* [Material for the task]
####

use std::fmt;

use serde::{Deserialize, Serialize};

/// A dot separated, fully-qualified name such as `kotlin.collections.List`. The root name is
/// the empty string and is used for the default package.
#[derive(Debug, Clone, PartialEq, Eq, Hash, PartialOrd, Ord, Default, Serialize, Deserialize)]
#[serde(transparent)]
pub struct FqName(String);

impl FqName {
    pub fn new(name: impl Into<String>) -> Self {
        Self(name.into())
    }

    pub fn root() -> Self {
        Self(String::new())
    }

    pub fn as_str(&self) -> &str {
        &self.0
    }

    pub fn is_root(&self) -> bool {
        self.0.is_empty()
    }

    pub fn short_name(&self) -> &str {
        match self.0.rfind('.') {
            Some(index) => &self.0[index + 1..],
            None => &self.0,
        }
    }

    pub fn parent(&self) -> FqName {
        match self.0.rfind('.') {
            Some(index) => FqName(self.0[..index].to_string()),
            None => FqName::root(),
        }
    }

    pub fn child(&self, name: &str) -> FqName {
        if self.is_root() {
            FqName(name.to_string())
        } else {
            FqName(format!("{}.{name}", self.0))
        }
    }

}

impl fmt::Display for FqName {
    fn fmt(&self, f: &mut fmt::Formatter<'_>) -> fmt::Result {
        f.write_str(&self.0)
    }
}

impl From<&str> for FqName {
    fn from(value: &str) -> Self {
        FqName::new(value)
    }
}

impl From<String> for FqName {
    fn from(value: String) -> Self {
        FqName(value)
    }
}

pub mod well_known {
    pub const KOTLIN_PACKAGE: &str = "kotlin";
    pub const FUNCTION_TYPE_PREFIX: &str = "kotlin.Function";
    pub const MAX_FUNCTION_ARITY: usize = 22;
    pub const CONSTRUCTOR_NAME: &str = "<init>";

    /// Packages whose classes are visible in every file without an import.
    pub const DEFAULT_IMPORTS: &[&str] = &[
        "kotlin",
        "kotlin.annotation",
        "kotlin.collections",
        "kotlin.ranges",
        "kotlin.sequences",
        "kotlin.text",
    ];

    pub const DEFAULT_QUALIFIER: &str = "javax.inject.Qualifier";
    pub const DEFAULT_MAP_KEY: &str = "dagger.MapKey";
    pub const DEFAULT_SCOPE: &str = "javax.inject.Scope";

    pub const CONTRIBUTES_BINDING: &str = "weld.annotations.ContributesBinding";
    pub const CONTRIBUTES_MULTIBINDING: &str = "weld.annotations.ContributesMultibinding";

    pub const MERGE_COMPONENT: &str = "weld.annotations.MergeComponent";
    pub const MERGE_SUBCOMPONENT: &str = "weld.annotations.MergeSubcomponent";
    pub const MERGE_INTERFACES: &str = "weld.annotations.compat.MergeInterfaces";
    pub const MERGE_MODULES: &str = "weld.annotations.compat.MergeModules";

    pub const MERGE_ANNOTATIONS: &[&str] = &[
        MERGE_COMPONENT,
        MERGE_SUBCOMPONENT,
        MERGE_INTERFACES,
        MERGE_MODULES,
    ];

    pub const SCOPE_ARGUMENT: &str = "scope";
    pub const BOUND_TYPE_ARGUMENT: &str = "boundType";
}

####

* [About this task]
For the word "compat", count how many lines of the entries contain it; give the number and nothing more.

* [Result of the task]
2